Collected data:
[Start of Attachment]
use seg_ensemble::generator::{CartesianGridGenerator, ParameterGenerator};
use seg_ensemble::{ParameterRange, ParameterSet, Registry};

use crate::common;

fn range_with_free(beta: &str, gamma: &str, svm_c: &str) -> ParameterRange {
    let text = format!(
        "Beta\t{beta}\nGamma\t{gamma}\nMaxIterations\t100:100\nSvmC\t{svm_c}\n\
         SvmGamma\t0.5:0.5\nSvmChannels\t1:1\nWeight\t1:1\nReducedDim\t1:1\nDist\tl2\n"
    );
    ParameterRange::parse(&text, &Registry::standard()).unwrap()
}

#[test]
fn test_three_free_axes_give_a_full_factorial() {
    let range = range_with_free("0.1:10:log", "0.01:1:log", "1:100");
    let sets = CartesianGridGenerator::new().generate(&range, 1000).unwrap();
    assert_eq!(sets.len(), 1000);
}

#[test]
fn test_one_free_axis_gets_every_requested_point() {
    let range = range_with_free("0.1:10:log", "0.5:0.5", "1:1");
    let sets = CartesianGridGenerator::new().generate(&range, 1000).unwrap();
    assert_eq!(sets.len(), 1000);
    // cell midpoints in log space: half a cell in from either bound
    let half_cell = 2.0 / 1000.0 / 2.0;
    assert!((sets[0].beta.log10() - (-1.0 + half_cell)).abs() < 1e-9);
    assert!((sets[999].beta.log10() - (1.0 - half_cell)).abs() < 1e-9);
}

#[test]
fn test_log_axes_stay_strictly_inside() {
    let range = range_with_free("0.1:10:log", "0.01:1:log", "1:100:log");
    let sets = CartesianGridGenerator::new().generate(&range, 27).unwrap();
    assert_eq!(sets.len(), 27);
    for set in &sets {
        assert!(set.beta > range.beta.min && set.beta < range.beta.max);
        assert!(set.gamma > range.gamma.min && set.gamma < range.gamma.max);
        assert!(set.svm_c > range.svm_c.min && set.svm_c < range.svm_c.max);
    }
}

#[test]
fn test_grid_sets_round_trip_and_keep_unit_weight() {
    let range = common::range();
    let sets = CartesianGridGenerator::new().generate(&range, 64).unwrap();
    assert!(!sets.is_empty());
    for set in &sets {
        assert!((set.weight_sum() - 1.0).abs() < 1e-12);
        let line = set.to_descriptor(&range).unwrap();
        assert_eq!(&ParameterSet::from_descriptor(&line, &range).unwrap(), set);
    }
}
//! Core types shared across the crate.

#[cfg(feature = "serde")]
use serde::{Deserialize, Serialize};

/// How values of a scalar parameter are spread between its bounds.
#[derive(Clone, Copy, Debug, Default, PartialEq, Eq, Hash)]
#[cfg_attr(feature = "serde", derive(Serialize, Deserialize))]
pub enum Scale {
    /// Values are spread evenly between the bounds.
    #[default]
    Linear,
    /// Values are spread evenly between the logarithms of the bounds.
    Log,
}

impl Scale {
    /// Suffix used in the parameter range text format.
    #[must_use]
    pub fn suffix(self) -> &'static str {
        match self {
            Self::Linear => "lin",
            Self::Log => "log",
        }
    }
}

/// Lifecycle of an [`EnsembleSampler`](crate::EnsembleSampler) run.
#[derive(Clone, Copy, Debug, PartialEq, Eq)]
#[cfg_attr(feature = "serde", derive(Serialize, Deserialize))]
pub enum SamplerState {
    /// Constructed, not yet started.
    Idle,
    /// Producing the batch of parameter sets.
    Generating,
    /// Dispatching and finishing samples.
    Running,
    /// Every parameter set was processed.
    Completed,
    /// Stopped early on user request; in-flight work was drained.
    Aborted,
    /// Stopped because of a fatal error.
    Failed,
}

impl SamplerState {
    /// Whether the sampler reached a terminal state.
    #[must_use]
    pub fn is_finished(self) -> bool {
        matches!(self, Self::Completed | Self::Aborted | Self::Failed)
    }
}
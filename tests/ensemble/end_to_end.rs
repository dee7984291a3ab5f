use seg_ensemble::prelude::*;

use crate::common::{self, Recorder};

#[tokio::test]
async fn test_five_random_samples_on_the_fixture() {
    let recorder = Recorder::default();
    let sampler = EnsembleSampler::builder(common::image(), common::seeds(), common::range())
        .generator(RandomGenerator::with_seed(17))
        .sample_count(5)
        .progress(recorder.clone())
        .build()
        .unwrap();
    assert_eq!(sampler.state(), SamplerState::Idle);

    let report = sampler.run().await.unwrap();

    assert_eq!(report.state, SamplerState::Completed);
    assert!(report.failure.is_none());
    assert_eq!(report.results.len(), 5);
    assert_eq!(report.results.generator_name(), "Random");
    for result in report.results.results() {
        assert!((result.parameters.channels[0].weight - 1.0).abs() < 1e-12);
        assert!(result.object_count().unwrap() >= 1);
        assert!(result.duration().unwrap() > 0.0);
        assert!(!result.has_details());
    }

    let observed = &report.results.range().observed;
    let (lo, hi) = observed.duration.unwrap();
    assert!(lo > 0.0 && lo <= hi);
    assert!(observed.object_count.unwrap().0 >= 1);

    assert_eq!(*recorder.percents.lock(), vec![20.0, 40.0, 60.0, 80.0, 100.0]);
    assert!(recorder.saw("Generating parameter sets..."));
    assert!(recorder.saw("Classifier run 0"));
    assert!(recorder.saw("starting solver run 4"));
    assert_eq!(sampler.state(), SamplerState::Completed);
    assert!(sampler.elapsed() > core::time::Duration::ZERO);
    assert_eq!(sampler.estimated_time_remaining(), Some(core::time::Duration::ZERO));
}

#[tokio::test]
async fn test_ground_truth_adds_overlap_columns() {
    let store = MemoryStore::new();
    let sampler = EnsembleSampler::builder(common::image(), common::seeds(), common::range())
        .generator(LatinHypercubeGenerator::with_seed(4))
        .sample_count(3)
        .ground_truth(common::ground_truth())
        .store(store.clone())
        .build()
        .unwrap();

    let report = sampler.run().await.unwrap();

    assert_eq!(report.state, SamplerState::Completed);
    assert_eq!(store.columns(), DerivedOutput::ALL.to_vec());
    assert_eq!(store.sample_ids(), vec![0, 1, 2]);
    for result in report.results.results() {
        let dice = result.derived(DerivedOutput::Dice).unwrap();
        assert!((0.0..=1.0).contains(&dice));
        assert!(store.labels(result.id).is_some());
    }
}

#[tokio::test]
async fn test_config_selects_generator_and_limits() {
    let config = SamplingConfig {
        sample_count: 2,
        generator: "Cartesian Grid".into(),
        ..SamplingConfig::default()
    };
    let sampler = EnsembleSampler::builder(common::image(), common::seeds(), common::range())
        .config(&config, &Registry::standard())
        .unwrap()
        .build()
        .unwrap();
    assert_eq!(sampler.generator_name(), "Cartesian Grid");
    assert_eq!(sampler.concurrency(), 1);

    let unknown = SamplingConfig {
        generator: "Sobol".into(),
        ..SamplingConfig::default()
    };
    let err = EnsembleSampler::builder(common::image(), common::seeds(), common::range())
        .config(&unknown, &Registry::standard())
        .err()
        .unwrap();
    assert!(matches!(err, Error::UnknownGenerator(_)));
}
[End of Attachment]
→ Exercise
From the first line to the last, retype the data exactly.

→ Written answer
use seg_ensemble::generator::{CartesianGridGenerator, ParameterGenerator};
use seg_ensemble::{ParameterRange, ParameterSet, Registry};

use crate::common;

fn range_with_free(beta: &str, gamma: &str, svm_c: &str) -> ParameterRange {
    let text = format!(
        "Beta\t{beta}\nGamma\t{gamma}\nMaxIterations\t100:100\nSvmC\t{svm_c}\n\
         SvmGamma\t0.5:0.5\nSvmChannels\t1:1\nWeight\t1:1\nReducedDim\t1:1\nDist\tl2\n"
    );
    ParameterRange::parse(&text, &Registry::standard()).unwrap()
}

#[test]
fn test_three_free_axes_give_a_full_factorial() {
    let range = range_with_free("0.1:10:log", "0.01:1:log", "1:100");
    let sets = CartesianGridGenerator::new().generate(&range, 1000).unwrap();
    assert_eq!(sets.len(), 1000);
}

#[test]
fn test_one_free_axis_gets_every_requested_point() {
    let range = range_with_free("0.1:10:log", "0.5:0.5", "1:1");
    let sets = CartesianGridGenerator::new().generate(&range, 1000).unwrap();
    assert_eq!(sets.len(), 1000);
    // cell midpoints in log space: half a cell in from either bound
    let half_cell = 2.0 / 1000.0 / 2.0;
    assert!((sets[0].beta.log10() - (-1.0 + half_cell)).abs() < 1e-9);
    assert!((sets[999].beta.log10() - (1.0 - half_cell)).abs() < 1e-9);
}

#[test]
fn test_log_axes_stay_strictly_inside() {
    let range = range_with_free("0.1:10:log", "0.01:1:log", "1:100:log");
    let sets = CartesianGridGenerator::new().generate(&range, 27).unwrap();
    assert_eq!(sets.len(), 27);
    for set in &sets {
        assert!(set.beta > range.beta.min && set.beta < range.beta.max);
        assert!(set.gamma > range.gamma.min && set.gamma < range.gamma.max);
        assert!(set.svm_c > range.svm_c.min && set.svm_c < range.svm_c.max);
    }
}

#[test]
fn test_grid_sets_round_trip_and_keep_unit_weight() {
    let range = common::range();
    let sets = CartesianGridGenerator::new().generate(&range, 64).unwrap();
    assert!(!sets.is_empty());
    for set in &sets {
        assert!((set.weight_sum() - 1.0).abs() < 1e-12);
        let line = set.to_descriptor(&range).unwrap();
        assert_eq!(&ParameterSet::from_descriptor(&line, &range).unwrap(), set);
    }
}
//! Core types shared across the crate.

#[cfg(feature = "serde")]
use serde::{Deserialize, Serialize};

/// How values of a scalar parameter are spread between its bounds.
#[derive(Clone, Copy, Debug, Default, PartialEq, Eq, Hash)]
#[cfg_attr(feature = "serde", derive(Serialize, Deserialize))]
pub enum Scale {
    /// Values are spread evenly between the bounds.
    #[default]
    Linear,
    /// Values are spread evenly between the logarithms of the bounds.
    Log,
}

impl Scale {
    /// Suffix used in the parameter range text format.
    #[must_use]
    pub fn suffix(self) -> &'static str {
        match self {
            Self::Linear => "lin",
            Self::Log => "log",
        }
    }
}

/// Lifecycle of an [`EnsembleSampler`](crate::EnsembleSampler) run.
#[derive(Clone, Copy, Debug, PartialEq, Eq)]
#[cfg_attr(feature = "serde", derive(Serialize, Deserialize))]
pub enum SamplerState {
    /// Constructed, not yet started.
    Idle,
    /// Producing the batch of parameter sets.
    Generating,
    /// Dispatching and finishing samples.
    Running,
    /// Every parameter set was processed.
    Completed,
    /// Stopped early on user request; in-flight work was drained.
    Aborted,
    /// Stopped because of a fatal error.
    Failed,
}

impl SamplerState {
    /// Whether the sampler reached a terminal state.
    #[must_use]
    pub fn is_finished(self) -> bool {
        matches!(self, Self::Completed | Self::Aborted | Self::Failed)
    }
}
filename tests/ensemble/end_to_end.rs
repository dee7984291a3ab5f
use seg_ensemble::prelude::*;

use crate::common::{self, Recorder};

#[tokio::test]
async fn test_five_random_samples_on_the_fixture() {
    let recorder = Recorder::default();
    let sampler = EnsembleSampler::builder(common::image(), common::seeds(), common::range())
        .generator(RandomGenerator::with_seed(17))
        .sample_count(5)
        .progress(recorder.clone())
        .build()
        .unwrap();
    assert_eq!(sampler.state(), SamplerState::Idle);

    let report = sampler.run().await.unwrap();

    assert_eq!(report.state, SamplerState::Completed);
    assert!(report.failure.is_none());
    assert_eq!(report.results.len(), 5);
    assert_eq!(report.results.generator_name(), "Random");
    for result in report.results.results() {
        assert!((result.parameters.channels[0].weight - 1.0).abs() < 1e-12);
        assert!(result.object_count().unwrap() >= 1);
        assert!(result.duration().unwrap() > 0.0);
        assert!(!result.has_details());
    }

    let observed = &report.results.range().observed;
    let (lo, hi) = observed.duration.unwrap();
    assert!(lo > 0.0 && lo <= hi);
    assert!(observed.object_count.unwrap().0 >= 1);

    assert_eq!(*recorder.percents.lock(), vec![20.0, 40.0, 60.0, 80.0, 100.0]);
    assert!(recorder.saw("Generating parameter sets..."));
    assert!(recorder.saw("Classifier run 0"));
    assert!(recorder.saw("starting solver run 4"));
    assert_eq!(sampler.state(), SamplerState::Completed);
    assert!(sampler.elapsed() > core::time::Duration::ZERO);
    assert_eq!(sampler.estimated_time_remaining(), Some(core::time::Duration::ZERO));
}

#[tokio::test]
async fn test_ground_truth_adds_overlap_columns() {
    let store = MemoryStore::new();
    let sampler = EnsembleSampler::builder(common::image(), common::seeds(), common::range())
        .generator(LatinHypercubeGenerator::with_seed(4))
        .sample_count(3)
        .ground_truth(common::ground_truth())
        .store(store.clone())
        .build()
        .unwrap();

    let report = sampler.run().await.unwrap();

    assert_eq!(report.state, SamplerState::Completed);
    assert_eq!(store.columns(), DerivedOutput::ALL.to_vec());
    assert_eq!(store.sample_ids(), vec![0, 1, 2]);
    for result in report.results.results() {
        let dice = result.derived(DerivedOutput::Dice).unwrap();
        assert!((0.0..=1.0).contains(&dice));
        assert!(store.labels(result.id).is_some());
    }
}

#[tokio::test]
async fn test_config_selects_generator_and_limits() {
    let config = SamplingConfig {
        sample_count: 2,
        generator: "Cartesian Grid".into(),
        ..SamplingConfig::default()
    };
    let sampler = EnsembleSampler::builder(common::image(), common::seeds(), common::range())
        .config(&config, &Registry::standard())
        .unwrap()
        .build()
        .unwrap();
    assert_eq!(sampler.generator_name(), "Cartesian Grid");
    assert_eq!(sampler.concurrency(), 1);

    let unknown = SamplingConfig {
        generator: "Sobol".into(),
        ..SamplingConfig::default()
    };
    let err = EnsembleSampler::builder(common::image(), common::seeds(), common::range())
        .config(&unknown, &Registry::standard())
        .err()
        .unwrap();
    assert!(matches!(err, Error::UnknownGenerator(_)));
}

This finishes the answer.